[What to produce]:
Search the entries below for the string "RunArchive" and give the number of lines that hold it, nothing else.

Extracted material Start Marker

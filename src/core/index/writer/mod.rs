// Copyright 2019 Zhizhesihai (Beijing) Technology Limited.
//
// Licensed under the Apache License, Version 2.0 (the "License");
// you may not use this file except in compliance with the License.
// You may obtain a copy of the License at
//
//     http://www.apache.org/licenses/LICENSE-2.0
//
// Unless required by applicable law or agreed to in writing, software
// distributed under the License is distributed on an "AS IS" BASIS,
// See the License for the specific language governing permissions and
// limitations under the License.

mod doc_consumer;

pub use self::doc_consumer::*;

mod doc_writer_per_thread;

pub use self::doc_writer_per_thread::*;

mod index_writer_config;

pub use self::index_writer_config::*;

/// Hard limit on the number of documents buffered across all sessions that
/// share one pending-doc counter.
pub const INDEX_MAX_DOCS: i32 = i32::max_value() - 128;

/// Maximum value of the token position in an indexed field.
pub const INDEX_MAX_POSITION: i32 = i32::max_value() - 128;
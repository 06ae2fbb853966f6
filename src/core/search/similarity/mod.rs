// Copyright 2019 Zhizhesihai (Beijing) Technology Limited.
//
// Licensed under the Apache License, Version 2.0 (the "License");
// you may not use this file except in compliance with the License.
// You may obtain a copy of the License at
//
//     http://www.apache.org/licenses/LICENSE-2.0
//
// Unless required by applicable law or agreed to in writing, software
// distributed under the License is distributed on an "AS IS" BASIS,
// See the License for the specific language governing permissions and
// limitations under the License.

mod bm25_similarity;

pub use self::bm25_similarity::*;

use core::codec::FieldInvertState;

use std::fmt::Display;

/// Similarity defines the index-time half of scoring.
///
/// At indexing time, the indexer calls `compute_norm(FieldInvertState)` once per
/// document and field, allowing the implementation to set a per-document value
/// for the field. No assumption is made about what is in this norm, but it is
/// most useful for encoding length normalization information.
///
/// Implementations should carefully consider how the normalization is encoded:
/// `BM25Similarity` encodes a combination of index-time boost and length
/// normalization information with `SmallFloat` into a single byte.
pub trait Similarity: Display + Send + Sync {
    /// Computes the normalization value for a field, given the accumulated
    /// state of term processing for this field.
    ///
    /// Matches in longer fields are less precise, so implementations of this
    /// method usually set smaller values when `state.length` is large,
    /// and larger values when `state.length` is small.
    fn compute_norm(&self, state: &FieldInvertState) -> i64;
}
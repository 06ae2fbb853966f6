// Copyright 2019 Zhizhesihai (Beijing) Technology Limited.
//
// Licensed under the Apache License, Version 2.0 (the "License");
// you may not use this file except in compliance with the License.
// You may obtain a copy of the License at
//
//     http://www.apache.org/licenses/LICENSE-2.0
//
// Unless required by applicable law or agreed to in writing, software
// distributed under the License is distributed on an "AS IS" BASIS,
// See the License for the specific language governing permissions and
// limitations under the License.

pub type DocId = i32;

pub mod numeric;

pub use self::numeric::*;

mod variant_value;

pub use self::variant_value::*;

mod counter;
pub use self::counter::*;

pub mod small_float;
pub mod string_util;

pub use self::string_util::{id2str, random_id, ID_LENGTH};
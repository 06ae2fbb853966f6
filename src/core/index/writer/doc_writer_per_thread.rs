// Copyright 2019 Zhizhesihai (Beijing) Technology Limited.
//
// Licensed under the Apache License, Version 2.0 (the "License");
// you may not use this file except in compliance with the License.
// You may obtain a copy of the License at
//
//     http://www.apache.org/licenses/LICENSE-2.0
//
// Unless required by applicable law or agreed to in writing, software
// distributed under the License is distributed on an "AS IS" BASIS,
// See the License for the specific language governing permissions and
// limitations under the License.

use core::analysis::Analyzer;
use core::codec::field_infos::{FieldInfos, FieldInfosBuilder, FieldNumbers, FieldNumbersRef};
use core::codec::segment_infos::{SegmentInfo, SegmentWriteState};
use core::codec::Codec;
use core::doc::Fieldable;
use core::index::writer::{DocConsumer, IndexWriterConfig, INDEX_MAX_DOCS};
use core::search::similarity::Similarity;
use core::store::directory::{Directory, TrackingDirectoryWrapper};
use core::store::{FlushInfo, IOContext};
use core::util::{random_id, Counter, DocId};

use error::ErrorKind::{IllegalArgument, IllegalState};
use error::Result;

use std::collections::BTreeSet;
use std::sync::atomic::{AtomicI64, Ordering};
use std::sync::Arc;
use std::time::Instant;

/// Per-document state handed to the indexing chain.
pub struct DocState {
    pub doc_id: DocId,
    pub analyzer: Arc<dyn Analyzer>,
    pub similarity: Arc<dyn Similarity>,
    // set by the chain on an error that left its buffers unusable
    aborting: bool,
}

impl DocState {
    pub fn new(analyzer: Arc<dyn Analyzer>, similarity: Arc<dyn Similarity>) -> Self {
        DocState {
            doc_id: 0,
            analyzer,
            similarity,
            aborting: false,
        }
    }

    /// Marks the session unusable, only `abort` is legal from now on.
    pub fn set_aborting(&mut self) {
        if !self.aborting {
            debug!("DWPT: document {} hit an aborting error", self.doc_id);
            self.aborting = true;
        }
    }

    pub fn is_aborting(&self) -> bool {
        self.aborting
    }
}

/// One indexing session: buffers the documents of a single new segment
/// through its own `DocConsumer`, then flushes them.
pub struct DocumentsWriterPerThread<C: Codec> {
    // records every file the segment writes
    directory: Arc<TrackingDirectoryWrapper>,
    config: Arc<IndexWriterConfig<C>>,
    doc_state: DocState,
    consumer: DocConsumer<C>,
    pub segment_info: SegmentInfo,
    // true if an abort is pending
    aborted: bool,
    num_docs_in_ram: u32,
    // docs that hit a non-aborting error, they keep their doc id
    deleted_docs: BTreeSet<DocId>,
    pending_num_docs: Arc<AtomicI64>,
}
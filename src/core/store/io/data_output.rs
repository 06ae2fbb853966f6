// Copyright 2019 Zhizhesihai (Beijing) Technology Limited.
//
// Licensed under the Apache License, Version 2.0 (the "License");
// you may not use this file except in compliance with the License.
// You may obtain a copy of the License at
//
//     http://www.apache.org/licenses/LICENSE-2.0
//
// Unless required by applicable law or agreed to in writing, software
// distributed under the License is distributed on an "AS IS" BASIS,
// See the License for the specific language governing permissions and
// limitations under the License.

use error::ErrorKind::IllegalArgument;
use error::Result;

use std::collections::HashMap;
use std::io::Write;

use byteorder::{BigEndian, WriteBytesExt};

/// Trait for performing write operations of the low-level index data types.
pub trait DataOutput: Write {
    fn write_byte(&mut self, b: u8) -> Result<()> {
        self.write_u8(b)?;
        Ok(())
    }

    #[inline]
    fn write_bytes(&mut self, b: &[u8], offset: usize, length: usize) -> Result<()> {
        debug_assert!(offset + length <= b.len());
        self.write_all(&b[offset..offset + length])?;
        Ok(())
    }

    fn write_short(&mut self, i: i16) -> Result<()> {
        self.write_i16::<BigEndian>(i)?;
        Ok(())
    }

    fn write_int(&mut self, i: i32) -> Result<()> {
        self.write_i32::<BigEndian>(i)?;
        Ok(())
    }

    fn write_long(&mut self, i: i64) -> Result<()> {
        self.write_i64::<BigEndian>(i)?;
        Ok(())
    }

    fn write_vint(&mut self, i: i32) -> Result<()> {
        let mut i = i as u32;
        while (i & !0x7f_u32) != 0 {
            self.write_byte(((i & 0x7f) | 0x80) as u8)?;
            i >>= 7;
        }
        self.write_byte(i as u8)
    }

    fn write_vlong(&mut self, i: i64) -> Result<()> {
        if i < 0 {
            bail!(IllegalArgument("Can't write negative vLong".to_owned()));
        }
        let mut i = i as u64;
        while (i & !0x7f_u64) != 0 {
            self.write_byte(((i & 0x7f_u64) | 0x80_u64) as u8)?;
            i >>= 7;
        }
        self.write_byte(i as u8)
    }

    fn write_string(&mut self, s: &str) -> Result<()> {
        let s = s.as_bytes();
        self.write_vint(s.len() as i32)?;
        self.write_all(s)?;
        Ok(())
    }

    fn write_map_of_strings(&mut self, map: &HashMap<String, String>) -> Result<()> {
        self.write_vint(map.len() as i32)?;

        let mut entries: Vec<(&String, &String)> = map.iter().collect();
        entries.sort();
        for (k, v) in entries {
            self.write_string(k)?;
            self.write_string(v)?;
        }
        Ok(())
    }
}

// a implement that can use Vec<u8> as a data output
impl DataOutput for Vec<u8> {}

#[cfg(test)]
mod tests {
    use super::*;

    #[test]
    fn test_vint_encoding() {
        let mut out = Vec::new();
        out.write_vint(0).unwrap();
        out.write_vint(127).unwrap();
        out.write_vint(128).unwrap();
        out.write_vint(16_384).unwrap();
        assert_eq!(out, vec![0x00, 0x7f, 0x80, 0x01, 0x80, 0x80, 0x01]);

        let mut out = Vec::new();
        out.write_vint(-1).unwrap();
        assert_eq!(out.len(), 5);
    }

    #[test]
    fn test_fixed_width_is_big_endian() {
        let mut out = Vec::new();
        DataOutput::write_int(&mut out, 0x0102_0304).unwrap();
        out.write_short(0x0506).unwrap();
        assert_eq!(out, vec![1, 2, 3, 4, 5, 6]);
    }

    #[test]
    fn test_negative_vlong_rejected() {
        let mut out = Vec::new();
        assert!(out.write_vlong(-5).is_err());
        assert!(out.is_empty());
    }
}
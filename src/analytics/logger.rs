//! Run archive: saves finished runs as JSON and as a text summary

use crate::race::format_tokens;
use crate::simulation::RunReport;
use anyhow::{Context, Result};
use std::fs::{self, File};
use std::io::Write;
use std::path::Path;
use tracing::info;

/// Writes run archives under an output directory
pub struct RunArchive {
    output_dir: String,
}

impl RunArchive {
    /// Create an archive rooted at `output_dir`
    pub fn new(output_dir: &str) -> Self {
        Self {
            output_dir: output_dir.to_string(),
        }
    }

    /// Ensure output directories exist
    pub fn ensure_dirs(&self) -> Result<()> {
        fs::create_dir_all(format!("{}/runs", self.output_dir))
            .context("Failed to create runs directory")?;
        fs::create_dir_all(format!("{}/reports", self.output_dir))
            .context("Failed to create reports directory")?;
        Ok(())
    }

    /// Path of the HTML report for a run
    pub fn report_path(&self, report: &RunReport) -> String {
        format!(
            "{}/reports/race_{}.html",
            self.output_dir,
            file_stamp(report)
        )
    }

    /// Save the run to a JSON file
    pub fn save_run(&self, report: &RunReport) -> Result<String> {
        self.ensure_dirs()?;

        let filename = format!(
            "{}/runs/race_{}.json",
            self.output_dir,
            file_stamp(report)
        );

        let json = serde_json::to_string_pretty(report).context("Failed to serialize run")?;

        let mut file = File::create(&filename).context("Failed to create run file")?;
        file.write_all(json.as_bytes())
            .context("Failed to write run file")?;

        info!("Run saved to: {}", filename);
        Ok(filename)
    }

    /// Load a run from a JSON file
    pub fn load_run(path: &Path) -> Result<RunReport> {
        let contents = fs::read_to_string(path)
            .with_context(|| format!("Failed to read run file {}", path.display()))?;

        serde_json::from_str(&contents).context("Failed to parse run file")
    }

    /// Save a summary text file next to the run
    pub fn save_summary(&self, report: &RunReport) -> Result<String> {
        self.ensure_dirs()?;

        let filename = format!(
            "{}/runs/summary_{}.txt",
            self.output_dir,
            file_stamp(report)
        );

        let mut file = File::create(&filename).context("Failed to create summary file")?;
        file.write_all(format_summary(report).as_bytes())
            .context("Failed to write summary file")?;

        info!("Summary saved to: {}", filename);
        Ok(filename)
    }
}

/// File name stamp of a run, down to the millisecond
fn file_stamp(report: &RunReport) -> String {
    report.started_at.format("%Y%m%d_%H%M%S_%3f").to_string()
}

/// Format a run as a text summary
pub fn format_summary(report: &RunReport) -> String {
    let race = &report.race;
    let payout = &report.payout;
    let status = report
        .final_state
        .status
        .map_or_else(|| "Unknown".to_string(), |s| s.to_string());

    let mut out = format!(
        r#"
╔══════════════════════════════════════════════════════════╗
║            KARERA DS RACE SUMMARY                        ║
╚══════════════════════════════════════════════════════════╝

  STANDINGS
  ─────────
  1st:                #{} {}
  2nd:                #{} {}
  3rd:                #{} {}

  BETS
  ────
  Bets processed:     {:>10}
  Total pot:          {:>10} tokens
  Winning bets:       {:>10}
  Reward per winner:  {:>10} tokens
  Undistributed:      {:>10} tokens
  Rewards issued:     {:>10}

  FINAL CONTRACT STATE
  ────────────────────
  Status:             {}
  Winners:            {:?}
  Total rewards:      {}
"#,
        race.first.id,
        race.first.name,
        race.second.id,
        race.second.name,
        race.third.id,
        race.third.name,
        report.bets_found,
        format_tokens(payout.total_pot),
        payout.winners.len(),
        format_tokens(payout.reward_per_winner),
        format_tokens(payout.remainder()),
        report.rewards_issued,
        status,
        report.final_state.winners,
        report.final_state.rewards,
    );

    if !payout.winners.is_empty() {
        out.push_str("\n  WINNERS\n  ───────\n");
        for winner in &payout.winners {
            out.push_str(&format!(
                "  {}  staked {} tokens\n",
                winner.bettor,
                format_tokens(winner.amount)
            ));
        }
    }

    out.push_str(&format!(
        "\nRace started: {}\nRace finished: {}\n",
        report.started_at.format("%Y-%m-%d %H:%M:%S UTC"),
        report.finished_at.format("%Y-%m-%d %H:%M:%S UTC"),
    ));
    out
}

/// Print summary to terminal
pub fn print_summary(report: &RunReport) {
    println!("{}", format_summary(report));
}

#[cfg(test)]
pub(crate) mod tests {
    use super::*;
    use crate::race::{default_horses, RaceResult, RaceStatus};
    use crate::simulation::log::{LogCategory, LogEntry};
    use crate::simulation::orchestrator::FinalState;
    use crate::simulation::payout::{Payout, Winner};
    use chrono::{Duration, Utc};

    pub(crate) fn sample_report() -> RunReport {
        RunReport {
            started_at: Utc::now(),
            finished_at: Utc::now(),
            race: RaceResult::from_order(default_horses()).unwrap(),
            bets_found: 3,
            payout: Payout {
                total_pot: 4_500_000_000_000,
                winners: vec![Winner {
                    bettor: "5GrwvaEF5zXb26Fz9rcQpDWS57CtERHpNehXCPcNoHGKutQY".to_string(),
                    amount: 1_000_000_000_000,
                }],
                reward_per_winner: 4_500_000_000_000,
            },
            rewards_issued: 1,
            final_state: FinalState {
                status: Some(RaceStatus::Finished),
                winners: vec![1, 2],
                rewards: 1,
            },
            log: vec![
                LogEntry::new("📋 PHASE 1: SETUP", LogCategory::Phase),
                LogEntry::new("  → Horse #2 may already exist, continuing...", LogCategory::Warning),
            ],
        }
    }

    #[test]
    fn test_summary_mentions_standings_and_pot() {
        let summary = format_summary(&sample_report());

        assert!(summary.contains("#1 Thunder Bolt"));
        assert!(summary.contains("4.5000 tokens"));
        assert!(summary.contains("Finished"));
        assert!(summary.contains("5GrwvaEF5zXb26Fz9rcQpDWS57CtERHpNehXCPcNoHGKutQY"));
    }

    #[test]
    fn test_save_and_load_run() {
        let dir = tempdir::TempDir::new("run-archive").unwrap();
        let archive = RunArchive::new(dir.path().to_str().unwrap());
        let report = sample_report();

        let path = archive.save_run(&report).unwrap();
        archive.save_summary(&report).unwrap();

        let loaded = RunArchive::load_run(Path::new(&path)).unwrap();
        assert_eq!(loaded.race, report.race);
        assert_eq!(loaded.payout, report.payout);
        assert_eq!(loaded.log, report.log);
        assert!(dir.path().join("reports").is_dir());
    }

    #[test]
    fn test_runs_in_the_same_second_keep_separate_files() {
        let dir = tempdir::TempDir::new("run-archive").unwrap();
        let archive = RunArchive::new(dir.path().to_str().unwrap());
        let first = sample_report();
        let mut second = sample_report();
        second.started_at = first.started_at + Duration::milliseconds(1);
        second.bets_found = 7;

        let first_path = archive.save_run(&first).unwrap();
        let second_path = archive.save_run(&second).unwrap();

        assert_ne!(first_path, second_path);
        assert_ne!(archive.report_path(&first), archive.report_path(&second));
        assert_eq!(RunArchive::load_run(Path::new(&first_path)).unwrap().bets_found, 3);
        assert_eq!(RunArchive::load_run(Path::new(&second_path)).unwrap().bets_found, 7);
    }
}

Extracted material End Marker

[Response box]:
7